Tuesday, October 24, 2023

Cult Flops - Billy the Kid and the Green Baize Vampire

ITC Entertainment, 1987
Starring Phil Daniels, Bruce Payne, Alun Armstrong, and Louise Gold
Directed by Alan Clarke
Music and Lyrics by various

This week's Halloween Horror-Fest gets seriously weird with two bizarre cult flicks that couldn't precisely be called horror, but can't really be called anything else, either. Our first entry comes to us from across the Atlantic. Clarke was best known for directing several BBC plays, most of them dramas or horror. After directing the theatrical version of one of them, Scum, he went ahead and made what would be his first original theatrical release...and "original" is the right word for it. Just how weird is this musical about a young man who plays a vampire to win the "snooker" (a type of billiards) championship? Let's start with that young man, Billy Kid (Daniels) playing snooker to win and find out...

The Story: T.O (Payne), Billy's manager, is also a compulsive gambler who owes piles of money to loan shark The Wednesday Man (Don Henderson). He'll cancel T.O's debt if he can arrange a 17-round grudge snooker match with reigning snooker champion Maxwell Randall, an actual blood sucker known as the Green Baize Vampire. 

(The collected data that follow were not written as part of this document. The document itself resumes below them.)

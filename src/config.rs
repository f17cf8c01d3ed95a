//! How a search runs: worker count, read from code or from `LAZORS_WORKERS`.

use std::env;

use crate::error::ConfigError;

const ENV_WORKERS: &str = "LAZORS_WORKERS";

/// How a search should be run.
#[derive(Debug, Clone, Copy, Eq, PartialEq)]
pub struct SearchConfig {
    /// Worker threads. `0` and `1` both mean the sequential search, which always returns the same solution.
    pub workers: usize,
}

impl Default for SearchConfig {
    fn default() -> Self {
        Self { workers: 1 }
    }
}

impl SearchConfig {
    /// A configuration using `workers` threads.
    pub fn with_workers(workers: usize) -> Self {
        Self { workers }
    }

    /// Whether candidates will be spread over several threads.
    pub fn is_parallel(&self) -> bool {
        self.workers > 1
    }

    /// Read `LAZORS_WORKERS`, falling back to [`Default`] when it is unset or blank.
    pub fn from_env() -> Result<Self, ConfigError> {
        match env::var(ENV_WORKERS) {
            Ok(value) if !value.trim().is_empty() => Ok(Self::with_workers(parse_workers(&value)?)),
            _ => Ok(Self::default()),
        }
    }
}

/// Parse a worker count: a plain number, or `auto` for one per logical CPU.
pub fn parse_workers(value: &str) -> Result<usize, ConfigError> {
    let value = value.trim();
    if value.eq_ignore_ascii_case("auto") {
        return Ok(num_cpus::get());
    }
    value.parse().map_err(|_| ConfigError::InvalidWorkers(value.to_string()))
}

#[cfg(test)]
mod tests {
    use super::*;

    #[test]
    fn default_is_sequential() {
        assert!(!SearchConfig::default().is_parallel());
        assert!(!SearchConfig::with_workers(0).is_parallel());
        assert!(SearchConfig::with_workers(4).is_parallel());
    }

    #[test]
    fn worker_counts() {
        assert_eq!(parse_workers("3"), Ok(3));
        assert_eq!(parse_workers(" 8 "), Ok(8));
        assert_eq!(parse_workers("AUTO"), Ok(num_cpus::get()));
        assert_eq!(parse_workers("many"), Err(ConfigError::InvalidWorkers("many".to_string())));
        assert!(parse_workers("-2").is_err());
    }

    #[test]
    fn from_env_roundtrip() {
        let original = env::var(ENV_WORKERS).ok();

        env::remove_var(ENV_WORKERS);
        assert_eq!(SearchConfig::from_env(), Ok(SearchConfig::default()));

        env::set_var(ENV_WORKERS, "6");
        assert_eq!(SearchConfig::from_env(), Ok(SearchConfig::with_workers(6)));

        env::set_var(ENV_WORKERS, "lots");
        assert!(SearchConfig::from_env().is_err());

        match original {
            Some(value) => env::set_var(ENV_WORKERS, value),
            None => env::remove_var(ENV_WORKERS),
        }
    }
}
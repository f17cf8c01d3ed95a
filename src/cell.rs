use std::fmt::{Display, Formatter};

use strum::{EnumString, VariantArray};

/// An optical block. Each variant changes a ray differently when the ray touches it; see [`Block::on_contact`].
#[derive(Clone, Copy, Debug, Eq, Hash, Ord, PartialEq, PartialOrd, VariantArray, EnumString)]
pub enum Block {
    /// Bounces the ray back off the face it touched. Written `A`.
    #[strum(serialize = "A")]
    Reflector,
    /// Absorbs the ray. Written `B`.
    #[strum(serialize = "B")]
    Opaque,
    /// Lets the ray through and also reflects a copy of it. Written `C`.
    #[strum(serialize = "C")]
    Splitter,
}

impl Block {
    /// The letter used for this block in puzzle files and text output.
    pub fn letter(&self) -> char {
        match self {
            Block::Reflector => 'A',
            Block::Opaque => 'B',
            Block::Splitter => 'C',
        }
    }
}

impl Display for Block {
    fn fmt(&self, f: &mut Formatter<'_>) -> std::fmt::Result {
        write!(f, "{}", self.letter())
    }
}

/// One square of the board as loaded, before any movable block is placed.
#[derive(Clone, Copy, Debug, Default, Eq, Hash, PartialEq)]
pub enum Cell {
    /// A movable block may be placed here.
    #[default]
    Open,
    /// Nothing may be placed here; rays pass through.
    Blocked,
    /// A block fixed in place by the puzzle.
    Fixed(Block),
}

impl Cell {
    pub(crate) fn token(&self) -> char {
        match self {
            Cell::Open => 'o',
            Cell::Blocked => 'x',
            Cell::Fixed(block) => block.letter(),
        }
    }
}

impl Display for Cell {
    fn fmt(&self, f: &mut Formatter<'_>) -> std::fmt::Result {
        write!(f, "{}", self.token())
    }
}

/// How many movable blocks of each kind must be placed.
#[derive(Clone, Copy, Debug, Default, Eq, PartialEq)]
pub struct BlockCounts {
    /// Number of [`Block::Reflector`]s.
    pub reflectors: usize,
    /// Number of [`Block::Opaque`] blocks.
    pub opaques: usize,
    /// Number of [`Block::Splitter`]s.
    pub splitters: usize,
}

impl BlockCounts {
    /// Counts in `A`, `B`, `C` order.
    pub fn new(reflectors: usize, opaques: usize, splitters: usize) -> Self {
        Self { reflectors, opaques, splitters }
    }

    /// The count for one kind of block.
    pub fn of(&self, block: Block) -> usize {
        match block {
            Block::Reflector => self.reflectors,
            Block::Opaque => self.opaques,
            Block::Splitter => self.splitters,
        }
    }

    pub(crate) fn of_mut(&mut self, block: Block) -> &mut usize {
        match block {
            Block::Reflector => &mut self.reflectors,
            Block::Opaque => &mut self.opaques,
            Block::Splitter => &mut self.splitters,
        }
    }

    /// All movable blocks together.
    pub fn total(&self) -> usize {
        self.reflectors + self.opaques + self.splitters
    }
}
//! Trellis Core
//!
//! This crate provides the axis-range dependency resolution engine for the
//! Trellis plotting framework. It implements:
//!
//! - Capability traits through which the widget tree is observed
//! - Dependency graph construction between axes and plotters
//! - Cycle-tolerant topological scheduling
//! - Two-phase range propagation with automatic fallback
//!
//! # Architecture
//!
//! Axis ranges in a Trellis document are not fixed by the user; they are
//! inferred from the plotters that draw against them. Some plotters in turn
//! need a finalized axis range before they can compute their own extent
//! (a curve `x = f(y)` must know the y range first), which makes the
//! relationship between axes and plotters a directed graph that has to be
//! evaluated in dependency order, and tolerated rather than rejected when a
//! user wires it into a cycle.
//!
//! The crate is organized into three modules:
//!
//! - `widget`: borrowed capability traits ([`Widget`], [`Axis`],
//!   [`AxisUser`]) the surrounding document system implements
//! - `graph`: graph construction and topological scheduling
//! - `resolve`: range accumulation and the resolution pass itself
//!
//! # Example
//!
//! ```rust,ignore
//! use trellis_core::resolve_axis_ranges;
//!
//! // `page` is the root of a widget tree implementing the capability
//! // traits; one call per layout pass resolves every axis below it.
//! let resolution = resolve_axis_ranges(&page);
//!
//! for (axis, range) in &resolution.ranges {
//!     println!("axis {axis}: {range:?}");
//! }
//! // Unresolved axis references are reported per widget, the rest of the
//! // tree still resolves:
//! for err in &resolution.errors {
//!     eprintln!("{err}");
//! }
//! ```

pub mod error;
pub mod graph;
pub mod resolve;
pub mod widget;

pub use error::ResolveError;
pub use graph::{Aspect, DepNode, DependencyGraph, Edge, Schedule};
pub use resolve::{resolve_axis_ranges, RangeAccumulator, Resolution, ResolvedRange};
pub use widget::{Axis, AxisUser, Widget, WidgetId};
//! Widget Capabilities
//!
//! The resolver never owns the widget tree. It borrows it for the duration
//! of one resolution pass through a small set of capability traits:
//!
//! - [`Widget`]: tree traversal and identity. Every node implements this.
//! - [`Axis`]: a widget representing one coordinate dimension. It receives
//!   the resolved range at the end of a pass.
//! - [`AxisUser`]: a widget (a "plotter") that reads from or contributes to
//!   the ranges of one or more axes.
//!
//! A node exposes its capabilities through `as_axis` / `as_axis_user`, which
//! the graph builder queries exactly once per node during traversal. This
//! keeps capability dispatch out of the inner propagation loop.

use std::fmt;
use std::sync::atomic::{AtomicU64, Ordering};

use crate::graph::Aspect;
use crate::resolve::{RangeAccumulator, ResolvedRange};

/// Unique identifier for a widget in the tree.
///
/// Identity, not ownership: the resolver keys all of its maps by `WidgetId`
/// and holds borrowed capability handles alongside.
#[derive(Debug, Clone, Copy, PartialEq, Eq, Hash, PartialOrd, Ord)]
pub struct WidgetId(u64);

impl WidgetId {
    /// Generate a new unique widget ID.
    pub fn new() -> Self {
        static COUNTER: AtomicU64 = AtomicU64::new(0);
        Self(COUNTER.fetch_add(1, Ordering::Relaxed))
    }

    /// Get the raw ID value.
    pub fn raw(&self) -> u64 {
        self.0
    }
}

impl Default for WidgetId {
    fn default() -> Self {
        Self::new()
    }
}

impl From<u64> for WidgetId {
    fn from(id: u64) -> Self {
        Self(id)
    }
}

impl fmt::Display for WidgetId {
    fn fmt(&self, f: &mut fmt::Formatter<'_>) -> fmt::Result {
        write!(f, "#{}", self.0)
    }
}

/// A node in the widget tree.
///
/// The tree is read-only during a resolution pass; the only mutation the
/// resolver ever performs is [`Axis::set_resolved_range`], once per axis.
pub trait Widget {
    /// Stable identity of this widget for the duration of the pass.
    fn id(&self) -> WidgetId;

    /// Child widgets, in document order.
    fn children(&self) -> Vec<&dyn Widget> {
        Vec::new()
    }

    /// The axis capability of this widget, if it is an axis.
    fn as_axis(&self) -> Option<&dyn Axis> {
        None
    }

    /// The axis-user capability of this widget, if it plots against axes.
    fn as_axis_user(&self) -> Option<&dyn AxisUser> {
        None
    }
}

/// A widget representing one coordinate dimension.
pub trait Axis: Widget {
    /// Receive the resolved range for this axis.
    ///
    /// Called exactly once per axis per resolution pass. Implementations
    /// typically store the value with interior mutability; layout code reads
    /// it back after the pass completes.
    fn set_resolved_range(&self, range: ResolvedRange);
}

/// A widget that reads from or contributes to axis ranges.
///
/// Each dependency of the widget is identified by an [`Aspect`] (e.g. `"sx"`
/// and `"sy"` for the x and y data of an xy plotter), so a single widget can
/// participate in several independent dependencies.
pub trait AxisUser: Widget {
    /// Names of the axes this widget plots against (e.g. `"x"`, `"y"`).
    fn axes_names(&self) -> Vec<Aspect>;

    /// Resolve a declared axis name to the axis widget it refers to.
    ///
    /// Returns `None` when the name does not match any axis reachable from
    /// this widget; the resolver reports that as an unresolved reference and
    /// skips this widget's contribution.
    fn lookup_axis(&self, name: &Aspect) -> Option<WidgetId>;

    /// Pairs `(own aspect, axis name)`: this aspect supplies range
    /// information to the named axis.
    fn affects_axis_range(&self) -> Vec<(Aspect, Aspect)>;

    /// Pairs `(own aspect, axis name)`: this aspect needs the named axis's
    /// range to be finalized before it can compute its own geometry.
    fn requires_axis_range(&self) -> Vec<(Aspect, Aspect)>;

    /// Widen `acc` with the data this aspect would plot on `axis`.
    ///
    /// The accumulator is threaded through by value and returned; the
    /// propagator unions the result with its own copy, so an implementation
    /// can only ever widen the range, never narrow it.
    fn get_range(&self, axis: WidgetId, aspect: &Aspect, acc: RangeAccumulator) -> RangeAccumulator;

    /// Hidden widgets are excluded from contributing ranges, but do not
    /// block dependencies flowing through them.
    fn is_hidden(&self) -> bool {
        false
    }
}

#[cfg(test)]
mod tests {
    use super::*;

    #[test]
    fn widget_ids_are_unique() {
        let id1 = WidgetId::new();
        let id2 = WidgetId::new();
        assert_ne!(id1, id2);
    }

    #[test]
    fn widget_id_from_raw() {
        let id = WidgetId::from(42);
        assert_eq!(id.raw(), 42);
        assert_eq!(format!("{id}"), "#42");
    }
}
//! Topological Scheduler
//!
//! The scheduler turns the edge list into an evaluation order in which every
//! producer precedes its consumers.
//!
//! # Algorithm
//!
//! Kahn's algorithm over the vertex set induced by the edges:
//!
//! 1. Compute the in-degree of every vertex.
//! 2. Repeatedly emit a zero-in-degree vertex and decrement the in-degree of
//!    its successors.
//! 3. Vertices still holding nonzero in-degree when no zero-in-degree vertex
//!    remains are part of (or downstream of) a cycle.
//!
//! # Cycle tolerance
//!
//! Cycles are not an error. User-constructed plots can legitimately contain
//! circular axis references (two plotters each auto-ranging off the other),
//! and a page must still draw. Cyclic vertices are reported in
//! [`Schedule::cyclic`] and appended to the sequence in discovery order so
//! downstream processing proceeds best-effort.
//!
//! # Determinism
//!
//! Repeated passes over an unchanged tree must produce identical ranges, so
//! ties among simultaneously-ready vertices break by edge insertion order:
//! vertices are discovered into an `IndexMap` in the order the builder
//! emitted edges, and the ready queue is FIFO.

use std::collections::VecDeque;

use indexmap::{IndexMap, IndexSet};
use smallvec::SmallVec;
use tracing::debug;

use super::node::{DepNode, Edge};

/// The evaluation order for one resolution pass.
#[derive(Debug, Clone, Default)]
pub struct Schedule {
    /// Every vertex induced by the edge list, exactly once, producers before
    /// consumers wherever the graph allows it.
    pub sequence: Vec<DepNode>,
    /// Vertices whose ordering could not be honoured because they sit on or
    /// behind a cycle. Still present in `sequence`.
    pub cyclic: IndexSet<DepNode>,
}

impl Schedule {
    /// Order the vertices induced by `edges`.
    pub fn compute(edges: &[Edge]) -> Self {
        // Discovery order doubles as the tie-break order, so both endpoints
        // of every edge are registered up front, producer first.
        let mut in_degree: IndexMap<DepNode, usize> = IndexMap::new();
        let mut successors: IndexMap<DepNode, SmallVec<[DepNode; 2]>> = IndexMap::new();

        for edge in edges {
            in_degree.entry(edge.producer.clone()).or_insert(0);
            *in_degree.entry(edge.consumer.clone()).or_insert(0) += 1;
            successors
                .entry(edge.producer.clone())
                .or_default()
                .push(edge.consumer.clone());
        }

        let mut queue: VecDeque<DepNode> = in_degree
            .iter()
            .filter(|(_, deg)| **deg == 0)
            .map(|(node, _)| node.clone())
            .collect();

        let mut sequence = Vec::with_capacity(in_degree.len());

        while let Some(node) = queue.pop_front() {
            if let Some(succs) = successors.get(&node) {
                for succ in succs.clone() {
                    let deg = in_degree
                        .get_mut(&succ)
                        .expect("successor registered during discovery");
                    *deg -= 1;
                    if *deg == 0 {
                        queue.push_back(succ);
                    }
                }
            }
            sequence.push(node);
        }

        // Whatever never reached zero in-degree is cyclic, or strictly
        // behind a cycle. Emit it anyway, in discovery order, so every
        // vertex gets a best-effort resolution.
        let mut cyclic = IndexSet::new();
        for (node, deg) in &in_degree {
            if *deg > 0 {
                cyclic.insert(node.clone());
                sequence.push(node.clone());
            }
        }

        if !cyclic.is_empty() {
            debug!(
                count = cyclic.len(),
                "dependency graph contains cycles; resolving best-effort"
            );
        }

        Schedule { sequence, cyclic }
    }
}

T.O hires journalist Miss Sullivan (Gold) to interview Maxwell and Billy separately and ask questions designed to stir trouble between them. It works, especially with Maxwell, who is close to retirement, but has no desire to share the limelight with some upstart Cockney. The Wednesday Man, however, has his own motives for the match, and he has no intentions of playing fair. Billy has to rely on his own talent and cunning when it turns out there's a lot more riding on this match than just a world championship.

The Song and Dance: Well, I think we just found one of the most unique musicals ever created. I've never heard of another musical, or film, for that matter, revolving around vampires and a grudge snooker game. For all the weirdness, the cast is obviously having a great time with the strange premise. Payne and Armstrong are the stand-outs as the smarmy manager desperate to cover his gambling debts and the aging vampire pool shark with a fondness for the elegant "old days" who despises the grittier new guards. The booming music has the feel of the big Andrew Lloyd Webber rock operas that were wildly popular in London at the time, driving, bombastic, and campy. 

Favorite Number: We open with Billy's "Green Stamps" over his first game as we see what he does, why he does it, and meet his entourage. T.O gets "Poker Song" when he's gambling and "I'm the One" as he reminds Billy how he promoted him into the big shot he is now. Maxwell reminds his wife (Eve Ferret) after hearing Billy's interview that he's a vampire and "I Bite Back." Billy and the patrons of "Supersonic Sam's Cosmic Cafe" sing about their world there and how much different it is from upper-class citizens like Randall. 

Big Jack Jay (Neil McCaul), the announcer at the grudge match, reminds the crowds that it's "Snooker (More Than Just a Game)."  "Quack Quack" is the big ensemble number, as the lower-class citizens rooting for Billy and the wealthy upper class who want Randall to win insult each other. "Kid to Break" is how Billy kept losing the first half of the match. It takes the reminder that "It's the Fame Game" to finally give Billy the impetus to win. T.O sends the audience out with the eerie "White Lines, Black Cadillac" over blackness as the credits roll.

What I Don't Like: This is about as cult as you can get. If you're looking for something a little less weird or campy, you are definitely in the wrong place. The filming is extraordinarily cheap, with some of the skimpiest lighting I've ever seen in a musical. Everyone always looks like they're hanging out in a permanent dark corner, even when it's supposed to be daytime. This is campy, cheap, and is so much of everything, it's not really much of anything besides a musical. It's not scary enough to be horror or thriller, not funny enough for a comedy, and not really much of a drama, either. 

Not to mention, this is also very, very British. The accents are occasionally hard to decipher on this side of the Atlantic, and I don't think snooker has ever been anywhere near as big over here. 

The Big Finale: If you're looking for the next great bizarre cult film to show your Halloween party guests, they don't come much weirder or more original than this. Worth checking out at least once if you love English movies, camp, or just want to try something truly different. 

Home Media: Easily found anywhere; it's currently streaming on Tubi for free with commercials.